(Items listed in a dataset)
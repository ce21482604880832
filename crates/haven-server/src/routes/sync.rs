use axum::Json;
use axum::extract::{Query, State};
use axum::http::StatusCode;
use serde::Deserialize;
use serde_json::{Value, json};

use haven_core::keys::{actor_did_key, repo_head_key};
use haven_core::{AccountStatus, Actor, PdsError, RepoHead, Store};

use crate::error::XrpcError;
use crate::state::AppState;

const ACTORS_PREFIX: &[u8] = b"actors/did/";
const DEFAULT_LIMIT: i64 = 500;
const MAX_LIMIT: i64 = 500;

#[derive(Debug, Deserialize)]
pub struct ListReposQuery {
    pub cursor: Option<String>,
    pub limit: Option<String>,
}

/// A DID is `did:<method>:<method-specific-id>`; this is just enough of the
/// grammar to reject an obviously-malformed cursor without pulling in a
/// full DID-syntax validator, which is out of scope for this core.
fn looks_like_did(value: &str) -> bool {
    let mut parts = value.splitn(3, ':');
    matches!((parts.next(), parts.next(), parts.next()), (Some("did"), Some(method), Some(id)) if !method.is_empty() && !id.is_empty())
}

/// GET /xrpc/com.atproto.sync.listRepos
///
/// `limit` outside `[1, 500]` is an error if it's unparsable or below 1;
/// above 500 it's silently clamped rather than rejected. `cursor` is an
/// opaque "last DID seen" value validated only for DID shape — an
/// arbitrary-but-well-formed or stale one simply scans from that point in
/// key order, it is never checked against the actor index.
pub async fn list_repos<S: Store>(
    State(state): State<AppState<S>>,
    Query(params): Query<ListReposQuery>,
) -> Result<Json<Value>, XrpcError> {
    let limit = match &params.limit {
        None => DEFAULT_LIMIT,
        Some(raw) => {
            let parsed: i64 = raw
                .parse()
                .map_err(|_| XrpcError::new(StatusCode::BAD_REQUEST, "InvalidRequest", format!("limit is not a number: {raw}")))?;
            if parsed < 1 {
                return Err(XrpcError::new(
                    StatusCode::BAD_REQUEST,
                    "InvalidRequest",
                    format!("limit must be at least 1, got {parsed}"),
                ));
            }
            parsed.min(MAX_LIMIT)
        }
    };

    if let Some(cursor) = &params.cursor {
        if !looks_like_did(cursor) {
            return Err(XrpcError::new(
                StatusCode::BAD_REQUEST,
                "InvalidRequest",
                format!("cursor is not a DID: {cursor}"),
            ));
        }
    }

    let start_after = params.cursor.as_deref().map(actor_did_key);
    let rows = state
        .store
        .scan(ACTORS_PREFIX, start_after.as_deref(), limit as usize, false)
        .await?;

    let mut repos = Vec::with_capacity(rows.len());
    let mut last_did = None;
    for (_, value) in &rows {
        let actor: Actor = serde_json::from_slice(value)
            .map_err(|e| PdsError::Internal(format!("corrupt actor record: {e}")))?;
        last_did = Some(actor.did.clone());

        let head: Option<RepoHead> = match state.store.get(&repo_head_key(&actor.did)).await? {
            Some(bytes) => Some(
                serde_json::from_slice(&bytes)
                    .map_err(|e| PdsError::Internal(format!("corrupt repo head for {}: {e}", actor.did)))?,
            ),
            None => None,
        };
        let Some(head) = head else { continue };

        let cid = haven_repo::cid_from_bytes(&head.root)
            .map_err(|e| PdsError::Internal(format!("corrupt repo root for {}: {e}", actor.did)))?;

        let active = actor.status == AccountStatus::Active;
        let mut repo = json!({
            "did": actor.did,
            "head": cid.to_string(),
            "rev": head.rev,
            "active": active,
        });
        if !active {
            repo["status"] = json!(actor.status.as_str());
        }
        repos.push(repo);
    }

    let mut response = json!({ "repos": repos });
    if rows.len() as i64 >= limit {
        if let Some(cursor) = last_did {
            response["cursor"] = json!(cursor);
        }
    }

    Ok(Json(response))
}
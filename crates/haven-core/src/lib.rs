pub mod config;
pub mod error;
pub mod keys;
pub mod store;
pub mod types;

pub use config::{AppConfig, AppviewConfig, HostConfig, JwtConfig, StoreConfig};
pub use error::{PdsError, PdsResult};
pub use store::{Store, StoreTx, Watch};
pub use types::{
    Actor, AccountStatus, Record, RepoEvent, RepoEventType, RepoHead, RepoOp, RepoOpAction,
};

▸ Task item
Considering only the data above, return the lines in which "filename" occurs.

▸ Response to this task
filename crates/haven-server/src/routes/sync.rs
filename crates/haven-core/src/lib.rs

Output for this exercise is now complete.